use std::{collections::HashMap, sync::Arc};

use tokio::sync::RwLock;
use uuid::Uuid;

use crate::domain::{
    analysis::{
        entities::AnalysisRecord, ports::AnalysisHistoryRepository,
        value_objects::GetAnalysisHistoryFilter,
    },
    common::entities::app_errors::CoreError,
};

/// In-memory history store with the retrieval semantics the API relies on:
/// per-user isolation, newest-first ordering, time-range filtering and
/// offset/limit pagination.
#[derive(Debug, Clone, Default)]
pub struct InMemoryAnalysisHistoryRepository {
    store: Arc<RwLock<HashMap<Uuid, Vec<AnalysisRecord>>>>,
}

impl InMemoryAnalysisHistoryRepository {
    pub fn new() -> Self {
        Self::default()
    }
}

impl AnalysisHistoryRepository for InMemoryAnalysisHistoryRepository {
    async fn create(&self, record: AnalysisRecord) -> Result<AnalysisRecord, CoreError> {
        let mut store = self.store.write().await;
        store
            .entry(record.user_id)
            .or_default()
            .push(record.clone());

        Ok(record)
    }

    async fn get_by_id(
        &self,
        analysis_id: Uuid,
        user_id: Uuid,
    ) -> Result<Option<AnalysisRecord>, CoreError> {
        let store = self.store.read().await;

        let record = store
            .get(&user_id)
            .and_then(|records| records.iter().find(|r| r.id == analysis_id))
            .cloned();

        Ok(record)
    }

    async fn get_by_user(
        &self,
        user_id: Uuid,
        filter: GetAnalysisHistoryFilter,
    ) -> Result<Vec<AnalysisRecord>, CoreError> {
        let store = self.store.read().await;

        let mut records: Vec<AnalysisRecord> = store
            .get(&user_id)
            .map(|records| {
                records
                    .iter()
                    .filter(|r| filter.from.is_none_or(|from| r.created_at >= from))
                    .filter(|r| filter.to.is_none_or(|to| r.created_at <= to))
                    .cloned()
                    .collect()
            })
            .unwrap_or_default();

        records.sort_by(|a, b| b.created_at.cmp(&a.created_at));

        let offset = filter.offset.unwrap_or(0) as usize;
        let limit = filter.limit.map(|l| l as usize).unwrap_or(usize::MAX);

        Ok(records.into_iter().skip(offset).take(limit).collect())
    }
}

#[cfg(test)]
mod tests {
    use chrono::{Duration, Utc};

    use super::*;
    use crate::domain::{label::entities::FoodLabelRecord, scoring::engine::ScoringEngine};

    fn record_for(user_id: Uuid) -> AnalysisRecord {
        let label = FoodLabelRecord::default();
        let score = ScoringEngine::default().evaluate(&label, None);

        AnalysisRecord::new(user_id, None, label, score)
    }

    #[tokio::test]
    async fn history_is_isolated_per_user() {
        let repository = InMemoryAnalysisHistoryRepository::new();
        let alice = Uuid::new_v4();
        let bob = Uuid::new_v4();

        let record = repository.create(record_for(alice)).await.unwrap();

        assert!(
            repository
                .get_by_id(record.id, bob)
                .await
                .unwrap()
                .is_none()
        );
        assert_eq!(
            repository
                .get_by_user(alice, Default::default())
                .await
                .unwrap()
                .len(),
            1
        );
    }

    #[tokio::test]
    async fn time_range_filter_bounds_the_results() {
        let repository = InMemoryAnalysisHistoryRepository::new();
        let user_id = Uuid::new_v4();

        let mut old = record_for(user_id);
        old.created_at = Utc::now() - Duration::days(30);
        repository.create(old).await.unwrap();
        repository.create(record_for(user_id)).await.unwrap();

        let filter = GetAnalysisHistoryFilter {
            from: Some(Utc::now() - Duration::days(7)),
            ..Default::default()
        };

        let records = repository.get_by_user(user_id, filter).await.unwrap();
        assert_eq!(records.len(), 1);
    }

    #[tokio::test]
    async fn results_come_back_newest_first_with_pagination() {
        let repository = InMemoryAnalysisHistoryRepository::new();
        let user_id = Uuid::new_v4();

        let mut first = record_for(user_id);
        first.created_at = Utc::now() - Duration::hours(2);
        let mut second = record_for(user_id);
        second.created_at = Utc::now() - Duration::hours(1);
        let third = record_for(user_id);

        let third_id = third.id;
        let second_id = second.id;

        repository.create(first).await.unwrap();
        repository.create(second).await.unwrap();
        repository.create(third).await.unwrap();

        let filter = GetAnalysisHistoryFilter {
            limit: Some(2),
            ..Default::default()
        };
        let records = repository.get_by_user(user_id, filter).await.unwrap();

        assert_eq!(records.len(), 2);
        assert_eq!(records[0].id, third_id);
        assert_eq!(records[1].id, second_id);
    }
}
+ + +
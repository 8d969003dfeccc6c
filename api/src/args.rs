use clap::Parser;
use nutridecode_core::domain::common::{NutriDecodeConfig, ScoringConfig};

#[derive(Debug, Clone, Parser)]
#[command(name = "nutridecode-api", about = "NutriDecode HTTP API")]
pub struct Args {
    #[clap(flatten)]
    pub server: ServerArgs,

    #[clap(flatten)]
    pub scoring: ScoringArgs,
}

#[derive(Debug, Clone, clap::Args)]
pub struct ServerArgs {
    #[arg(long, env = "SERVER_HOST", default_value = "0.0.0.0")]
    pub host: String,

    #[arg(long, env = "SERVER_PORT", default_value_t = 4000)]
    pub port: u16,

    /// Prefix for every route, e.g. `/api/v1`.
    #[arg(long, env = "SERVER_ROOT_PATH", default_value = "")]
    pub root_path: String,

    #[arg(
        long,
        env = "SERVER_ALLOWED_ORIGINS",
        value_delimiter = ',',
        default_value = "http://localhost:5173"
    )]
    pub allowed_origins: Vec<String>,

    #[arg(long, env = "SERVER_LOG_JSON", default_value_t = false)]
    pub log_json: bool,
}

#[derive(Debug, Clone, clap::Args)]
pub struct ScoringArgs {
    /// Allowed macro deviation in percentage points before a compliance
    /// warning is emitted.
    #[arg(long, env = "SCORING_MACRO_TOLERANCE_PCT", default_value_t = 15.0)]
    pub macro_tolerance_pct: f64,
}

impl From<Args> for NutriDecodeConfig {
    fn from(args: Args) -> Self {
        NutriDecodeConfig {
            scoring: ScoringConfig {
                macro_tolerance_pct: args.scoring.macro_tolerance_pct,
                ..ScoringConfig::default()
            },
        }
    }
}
+ + +
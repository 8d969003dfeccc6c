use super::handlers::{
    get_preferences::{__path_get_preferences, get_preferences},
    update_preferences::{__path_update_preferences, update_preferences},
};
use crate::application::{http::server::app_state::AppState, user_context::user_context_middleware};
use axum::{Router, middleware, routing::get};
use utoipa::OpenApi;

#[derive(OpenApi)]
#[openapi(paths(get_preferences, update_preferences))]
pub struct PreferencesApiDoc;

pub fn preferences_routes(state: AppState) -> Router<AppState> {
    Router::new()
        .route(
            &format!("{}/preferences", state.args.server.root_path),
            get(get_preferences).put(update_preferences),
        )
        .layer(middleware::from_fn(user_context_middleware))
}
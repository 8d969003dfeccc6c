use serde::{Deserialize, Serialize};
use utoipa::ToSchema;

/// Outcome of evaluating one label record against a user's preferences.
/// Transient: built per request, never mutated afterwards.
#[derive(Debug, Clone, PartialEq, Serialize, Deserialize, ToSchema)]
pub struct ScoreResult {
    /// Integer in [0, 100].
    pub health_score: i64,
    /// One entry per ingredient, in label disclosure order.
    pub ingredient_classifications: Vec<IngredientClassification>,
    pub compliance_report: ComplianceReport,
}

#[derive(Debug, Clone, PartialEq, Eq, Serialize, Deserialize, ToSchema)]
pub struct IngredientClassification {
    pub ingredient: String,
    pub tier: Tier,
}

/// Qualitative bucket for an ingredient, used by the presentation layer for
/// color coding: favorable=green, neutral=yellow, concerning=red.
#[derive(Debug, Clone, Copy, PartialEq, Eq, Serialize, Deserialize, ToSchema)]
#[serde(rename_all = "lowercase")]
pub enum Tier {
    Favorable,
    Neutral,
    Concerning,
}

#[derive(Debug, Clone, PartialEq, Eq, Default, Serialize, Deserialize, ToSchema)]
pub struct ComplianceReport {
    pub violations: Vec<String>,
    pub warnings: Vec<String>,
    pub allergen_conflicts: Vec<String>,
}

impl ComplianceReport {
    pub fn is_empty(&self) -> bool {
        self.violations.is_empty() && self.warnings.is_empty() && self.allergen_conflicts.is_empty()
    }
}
+ + +
All lines of the material that contain the string "long" are to be copied.

    #[arg(long, env = "SERVER_HOST", default_value = "0.0.0.0")]
    #[arg(long, env = "SERVER_PORT", default_value_t = 4000)]
    #[arg(long, env = "SERVER_ROOT_PATH", default_value = "")]
        long,
    #[arg(long, env = "SERVER_LOG_JSON", default_value_t = false)]
    #[arg(long, env = "SCORING_MACRO_TOLERANCE_PCT", default_value_t = 15.0)]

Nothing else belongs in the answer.